The ICH is looking for a new manager for its MedDRA international regulatory terminology standards system to replace current contractor, aerospace and defence technology giant Northrop Grumman.
MedDRA, or the Medical Dictionary of Regulatory activities, contains standardised medical terminology to facilitate sharing of drug regulatory information internationally according to International Conference on Harmonisation (ICH) spokeswoman, Cornelia Meyer.
She told in-Pharmatechnologist.com that: “MedDRA is used by both regulatory authorities and the pharmaceutical industries in the ICH regions [US, Japan and EU] and increasingly beyond the ICH regions.”
“The information coded in MedDRA by the companies is shared with the regulators to meet their regulatory requirements” Meyer added.
Prior to the launch of MedDRA, no standard international regulatory terminology reference existed. Instead global drugmakers needed to understand and comply with differing terminologies such as the US FDA’s COSTART, WHO-ART, J-ART, H-ARTS, ICD-9 and ICD-9CM depending in which region they were working.
This prompted, in 1993, the European Union to develop standard terminology that could be used cross regionally, based on the UK Medicines and Healthcare Products Regulatory Agency (MHRA) existing MEDDRA programme. The resulting MedDRA standards were adopted by the ICH in 1994 and launched in 1999.

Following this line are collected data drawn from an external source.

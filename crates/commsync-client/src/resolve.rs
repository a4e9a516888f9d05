//! Reference resolution over arbitrary nested values.
//!
//! [`resolve_refs`] is the asynchronous decode direction: every string with
//! the reference prefix becomes the live replica it denotes, awaiting
//! construction where necessary. [`strip_refs`] is the synchronous encode
//! counterpart: every replica leaf becomes its token string.

use futures::future::{try_join_all, BoxFuture, FutureExt};

use commsync_proto::{format_ref, parse_ref};

use crate::error::SyncError;
use crate::registry::Registry;
use crate::value::Value;

/// Replace every reference token in `value` by the replica it denotes,
/// preserving container shape and order.
///
/// Nested resolutions run concurrently; the whole resolution fails if any
/// nested one fails. Inputs without tokens resolve to an equivalent copy.
pub fn resolve_refs<'a>(
    value: Value,
    registry: &'a dyn Registry,
) -> BoxFuture<'a, Result<Value, SyncError>> {
    async move {
        match value {
            Value::Str(s) => match parse_ref(&s) {
                Some(id) => Ok(Value::Replica(registry.resolve(&id).await?)),
                None => Ok(Value::Str(s)),
            },
            Value::Seq(items) => {
                let resolved =
                    try_join_all(items.into_iter().map(|item| resolve_refs(item, registry)))
                        .await?;
                Ok(Value::Seq(resolved))
            }
            Value::Map(map) => {
                let entries = try_join_all(map.into_iter().map(|(key, item)| async move {
                    Ok::<_, SyncError>((key, resolve_refs(item, registry).await?))
                }))
                .await?;
                Ok(Value::Map(entries.into_iter().collect()))
            }
            other => Ok(other),
        }
    }
    .boxed()
}

/// Replace every replica leaf in `value` by its reference token, preserving
/// container shape and order.
pub fn strip_refs(value: &Value) -> Value {
    match value {
        Value::Replica(replica) => Value::Str(format_ref(replica.id())),
        Value::Seq(items) => Value::Seq(items.iter().map(strip_refs).collect()),
        Value::Map(map) => Value::Map(
            map.iter()
                .map(|(k, v)| (k.clone(), strip_refs(v)))
                .collect(),
        ),
        other => other.clone(),
    }
}

#[cfg(test)]
mod tests {
    use super::*;
    use crate::config::SyncConfig;
    use crate::registry::{ModelRegistry, Registry};
    use crate::replica::Replica;
    use crate::schema::SchemaSet;
    use crate::value::structural_eq;
    use commsync_proto::ReplicaId;
    use std::collections::BTreeMap;
    use std::sync::Arc;

    async fn registry_with(ids: &[&str]) -> Arc<ModelRegistry> {
        let registry = ModelRegistry::new(SchemaSet::new(), Default::default());
        for id in ids {
            let replica = Replica::detached(
                ReplicaId::new(*id),
                "base",
                registry.schemas(),
                SyncConfig::default(),
            );
            registry.insert(replica).await;
        }
        registry
    }

    #[tokio::test]
    async fn test_nested_structure_resolves_in_shape() {
        let registry = registry_with(&["X", "Y"]).await;
        let mut map = BTreeMap::new();
        map.insert("a".to_string(), Value::str("ref://X"));
        map.insert(
            "b".to_string(),
            Value::Seq(vec![Value::str("ref://Y"), Value::Int(3)]),
        );
        let resolved = resolve_refs(Value::Map(map), registry.as_ref()).await.unwrap();
        match resolved {
            Value::Map(map) => {
                match &map["a"] {
                    Value::Replica(r) => assert_eq!(r.id().as_str(), "X"),
                    other => panic!("expected replica, got {other:?}"),
                }
                match &map["b"] {
                    Value::Seq(items) => {
                        assert!(matches!(&items[0], Value::Replica(r) if r.id().as_str() == "Y"));
                        assert_eq!(items[1], Value::Int(3));
                    }
                    other => panic!("expected sequence, got {other:?}"),
                }
            }
            other => panic!("expected mapping, got {other:?}"),
        }
    }

    #[tokio::test]
    async fn test_token_free_input_is_identity() {
        let registry = registry_with(&[]).await;
        let input = Value::Seq(vec![
            Value::Int(1),
            Value::str("plain"),
            Value::Map(BTreeMap::new()),
        ]);
        let resolved = resolve_refs(input.clone(), registry.as_ref()).await.unwrap();
        assert!(structural_eq(&input, &resolved));
    }

    #[tokio::test]
    async fn test_unknown_reference_fails_whole_resolution() {
        let registry = registry_with(&["X"]).await;
        let input = Value::Seq(vec![Value::str("ref://X"), Value::str("ref://missing")]);
        let err = resolve_refs(input, registry.as_ref()).await.unwrap_err();
        assert!(matches!(err, SyncError::UnknownReplica { .. }));
    }

    #[tokio::test]
    async fn test_strip_refs_is_encode_counterpart() {
        let registry = registry_with(&["X"]).await;
        let replica = registry.resolve(&ReplicaId::new("X")).await.unwrap();
        let value = Value::Map(
            [(
                "child".to_string(),
                Value::Seq(vec![Value::Replica(replica), Value::Bool(true)]),
            )]
            .into_iter()
            .collect(),
        );
        let stripped = strip_refs(&value);
        match stripped {
            Value::Map(map) => match &map["child"] {
                Value::Seq(items) => {
                    assert_eq!(items[0], Value::str("ref://X"));
                    assert_eq!(items[1], Value::Bool(true));
                }
                other => panic!("expected sequence, got {other:?}"),
            },
            other => panic!("expected mapping, got {other:?}"),
        }
    }
}
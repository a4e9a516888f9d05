//! Per-replica event bus.
//!
//! Consumers (views) subscribe to a broadcast stream of replica events.
//! Lagging subscribers miss events rather than blocking the engine; a view
//! that needs lossless history reads the attribute map directly.

use bytes::Bytes;
use tokio::sync::broadcast;

use crate::value::Value;

/// An event observed on a replica.
#[derive(Debug, Clone)]
pub enum ReplicaEvent {
    /// An attribute changed, locally or from a remote update.
    Changed {
        /// The attribute name.
        name: String,
        /// The new value.
        value: Value,
    },
    /// A one-shot custom message arrived from the kernel.
    Custom {
        /// The structured content of the message.
        content: serde_json::Value,
        /// Raw binary payloads carried alongside.
        buffers: Vec<Bytes>,
    },
    /// The reachability flag changed.
    LiveChanged {
        /// Whether the replica is now attached and reachable.
        live: bool,
    },
    /// The replica was closed; no further events follow.
    Closed,
}

/// Broadcast bus carrying [`ReplicaEvent`]s to any number of subscribers.
#[derive(Debug)]
pub struct EventBus {
    tx: broadcast::Sender<ReplicaEvent>,
}

impl EventBus {
    /// Create a bus retaining up to `capacity` undelivered events per
    /// subscriber.
    pub fn new(capacity: usize) -> Self {
        let (tx, _) = broadcast::channel(capacity.max(1));
        Self { tx }
    }

    /// Subscribe to events emitted after this call.
    pub fn subscribe(&self) -> broadcast::Receiver<ReplicaEvent> {
        self.tx.subscribe()
    }

    /// Number of live subscribers.
    pub fn subscriber_count(&self) -> usize {
        self.tx.receiver_count()
    }

    pub(crate) fn emit(&self, event: ReplicaEvent) {
        // A send error only means there are no subscribers right now.
        let _ = self.tx.send(event);
    }
}
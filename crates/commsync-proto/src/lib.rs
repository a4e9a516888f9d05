#![warn(missing_docs)]

//! commsync wire protocol: message shapes, buffer paths, reference tokens, status events.
//!
//! This crate defines the structured half of the channel protocol. Binary
//! payloads are never embedded in the structured tree; they travel alongside
//! each message as an out-of-band list, addressed by [`path::BufferPath`].

pub mod error;
pub mod id;
pub mod message;
pub mod path;
pub mod reference;

pub use error::ProtoError;
pub use id::ReplicaId;
pub use message::{ExecutionStatus, SendId, StatusEvent, WireMessage};
pub use path::{BufferPath, PathSeg};
pub use reference::{format_ref, parse_ref, REF_PREFIX};
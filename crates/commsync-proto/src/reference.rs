//! Reference tokens embedding one replica's identity inside another's state.

use crate::id::ReplicaId;

/// Prefix marking a string as a replica reference token.
pub const REF_PREFIX: &str = "ref://";

/// Render a replica id as a reference token.
pub fn format_ref(id: &ReplicaId) -> String {
    format!("{REF_PREFIX}{id}")
}

/// Parse a reference token, returning the embedded replica id.
///
/// Recognition is by prefix match only; any string not starting with
/// [`REF_PREFIX`] (or carrying an empty id) is an opaque scalar and yields
/// `None`.
pub fn parse_ref(s: &str) -> Option<ReplicaId> {
    match s.strip_prefix(REF_PREFIX) {
        Some("") | None => None,
        Some(id) => Some(ReplicaId::from(id)),
    }
}
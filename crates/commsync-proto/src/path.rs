//! Traversal paths addressing binary leaves inside a structured state tree.

use serde::{Deserialize, Serialize};
use std::fmt;

/// One step of a buffer path: a mapping key or a sequence index.
///
/// Serialized untagged, so a path renders as a plain JSON array like
/// `["image", 0, "data"]`.
#[derive(Debug, Clone, PartialEq, Eq, Serialize, Deserialize)]
#[serde(untagged)]
pub enum PathSeg {
    /// Descend into a mapping by key.
    Key(String),
    /// Descend into a sequence by index.
    Index(usize),
}

impl fmt::Display for PathSeg {
    fn fmt(&self, f: &mut fmt::Formatter<'_>) -> fmt::Result {
        match self {
            PathSeg::Key(k) => f.write_str(k),
            PathSeg::Index(i) => write!(f, "{i}"),
        }
    }
}

impl From<&str> for PathSeg {
    fn from(key: &str) -> Self {
        PathSeg::Key(key.to_string())
    }
}

impl From<usize> for PathSeg {
    fn from(index: usize) -> Self {
        PathSeg::Index(index)
    }
}

/// Ordered traversal path from the payload root to a binary leaf.
///
/// Paths are recorded in a deterministic depth-first order during buffer
/// extraction and must round-trip through removal and reinsertion.
#[derive(Debug, Clone, PartialEq, Eq, Default, Serialize, Deserialize)]
#[serde(transparent)]
pub struct BufferPath(pub Vec<PathSeg>);

impl BufferPath {
    /// The empty path, addressing the payload root.
    pub fn root() -> Self {
        Self(Vec::new())
    }

    /// Build a path from its segments.
    pub fn from_segments(segments: Vec<PathSeg>) -> Self {
        Self(segments)
    }

    /// This path extended with one more segment.
    pub fn child(&self, seg: impl Into<PathSeg>) -> Self {
        let mut segments = self.0.clone();
        segments.push(seg.into());
        Self(segments)
    }

    /// The segments of this path, root first.
    pub fn segments(&self) -> &[PathSeg] {
        &self.0
    }

    /// Whether this path addresses the payload root.
    pub fn is_root(&self) -> bool {
        self.0.is_empty()
    }
}

impl fmt::Display for BufferPath {
    fn fmt(&self, f: &mut fmt::Formatter<'_>) -> fmt::Result {
        if self.0.is_empty() {
            return f.write_str("<root>");
        }
        for (i, seg) in self.0.iter().enumerate() {
            if i > 0 {
                f.write_str(".")?;
            }
            write!(f, "{seg}")?;
        }
        Ok(())
    }
}
//! Per-attribute wire codecs.
//!
//! A codec owns exactly two operations: a synchronous `encode` used on the
//! outbound path and an asynchronous `decode` used on the inbound path.
//! Attributes without a registered codec fall back to [`DefaultCodec`].

use async_trait::async_trait;

use crate::error::SyncError;
use crate::registry::Registry;
use crate::replica::Replica;
use crate::resolve::{resolve_refs, strip_refs};
use crate::value::Value;

/// Wire codec for one attribute.
#[async_trait]
pub trait AttrCodec: Send + Sync {
    /// Encode a value for the wire.
    ///
    /// Runs synchronously during flush; a failure aborts the whole flush and
    /// preserves the pending diff.
    fn encode(&self, value: &Value, owner: &Replica) -> Result<Value, SyncError>;

    /// Decode a wire value, resolving any embedded replica references
    /// through `registry`.
    async fn decode(&self, value: Value, registry: &dyn Registry) -> Result<Value, SyncError>;
}

/// Fallback codec: structural deep copy with reference substitution.
///
/// Encode replaces replica leaves by their tokens; decode resolves tokens
/// back to live replicas and is otherwise the identity.
#[derive(Debug, Default)]
pub struct DefaultCodec;

#[async_trait]
impl AttrCodec for DefaultCodec {
    fn encode(&self, value: &Value, _owner: &Replica) -> Result<Value, SyncError> {
        Ok(strip_refs(value))
    }

    async fn decode(&self, value: Value, registry: &dyn Registry) -> Result<Value, SyncError> {
        resolve_refs(value, registry).await
    }
}
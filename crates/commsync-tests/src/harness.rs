//! Loopback kernel rig for end-to-end tests.
//!
//! A [`TestRig`] wires one replica to a [`MemoryChannel`] whose kernel side
//! the test drives directly: it inspects sent frames, injects updates and
//! custom messages, and reports execution statuses to release send credit.

use std::collections::BTreeMap;
use std::sync::Arc;

use anyhow::Result;
use commsync_client::{
    memory_channel, MemoryKernel, ModelRegistry, RegistryConfig, Replica, SchemaSet, SentFrame,
    SyncConfig, Value,
};
use commsync_proto::{ReplicaId, SendId};

/// One replica wired to a loopback kernel.
pub struct TestRig {
    /// The registry owning the replica.
    pub registry: Arc<ModelRegistry>,
    /// The replica under test.
    pub replica: Arc<Replica>,
    /// The kernel side of the loopback channel.
    pub kernel: MemoryKernel,
}

/// Build an attribute map from string keys.
pub fn attrs(entries: Vec<(&str, Value)>) -> BTreeMap<String, Value> {
    entries
        .into_iter()
        .map(|(k, v)| (k.to_string(), v))
        .collect()
}

/// Initialize test logging once; safe to call from every test.
pub fn init_tracing() {
    let _ = tracing_subscriber::fmt()
        .with_env_filter("debug")
        .with_test_writer()
        .try_init();
}

impl TestRig {
    /// A rig whose replica is registered and attached without announcing
    /// itself, so the first flush finds full credit.
    pub async fn attached(variant: &str, initial: BTreeMap<String, Value>) -> Self {
        Self::attached_with(SchemaSet::new(), SyncConfig::default(), variant, initial).await
    }

    /// Like [`TestRig::attached`] with explicit schemas and sync options.
    pub async fn attached_with(
        schemas: SchemaSet,
        sync_config: SyncConfig,
        variant: &str,
        initial: BTreeMap<String, Value>,
    ) -> Self {
        let registry =
            ModelRegistry::with_sync_config(schemas, RegistryConfig::default(), sync_config);
        let (channel, events, kernel) = memory_channel("rig");
        let replica = registry.build_replica_with(ReplicaId::new("rig-replica"), variant, initial);
        replica.attach(channel, events).await;
        registry.insert(replica.clone()).await;
        Self {
            registry,
            replica,
            kernel,
        }
    }

    /// A rig built through `create_local`, so the replica has announced its
    /// whole state and holds zero credit until the announce is acknowledged.
    pub async fn created(variant: &str, initial: BTreeMap<String, Value>) -> Result<Self> {
        let registry = ModelRegistry::new(SchemaSet::new(), RegistryConfig::default());
        let (channel, events, kernel) = memory_channel("rig");
        let replica = registry
            .create_local(variant, channel, events, initial)
            .await?;
        Ok(Self {
            registry,
            replica,
            kernel,
        })
    }

    /// Give the replica's pump task a chance to drain queued events.
    pub async fn settle(&self) {
        for _ in 0..64 {
            tokio::task::yield_now().await;
        }
    }

    /// The send id of the most recently sent frame.
    pub fn last_send_id(&self) -> SendId {
        self.kernel
            .sent()
            .last()
            .expect("no frame has been sent")
            .send_id
    }

    /// Report `idle` for the most recent frame and let the pump process it.
    pub async fn ack_last(&self) {
        self.kernel.report_idle(self.last_send_id());
        self.settle().await;
    }

    /// All frames the kernel has received.
    pub fn sent(&self) -> Vec<SentFrame> {
        self.kernel.sent()
    }
}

Responsibility for managing and maintaining security of the standards, as well as the MedDRA Desktop Browser that enables users to search for regulatory terminology online in different languages, was contracted to Northrop Grumman.
War on international regulatory terminology interoperability
Although better known as a developer of aircraft, missile IT systems and contractor for the US war on drugs , Northrop also provides cybersecurity and computer interoperability services and it was these capabilities that won it the MedDRA contract according to Meyer.
She told us that: “The first MSSO [MSSO (Maintenance and Support Services Organization] services contract was awarded in coordination with the launch of MedDRA in 1999 and it has remained with the same contractor since then.
Meyer added that: “ICH has decided that a new call for tender should be undertaken to conform with good business practices and does not reflect on the performance of the current contractor.”
The ICH is accepting tenders from August 15 through to October 31, 2014.
Northrop did not respond to a request for comment.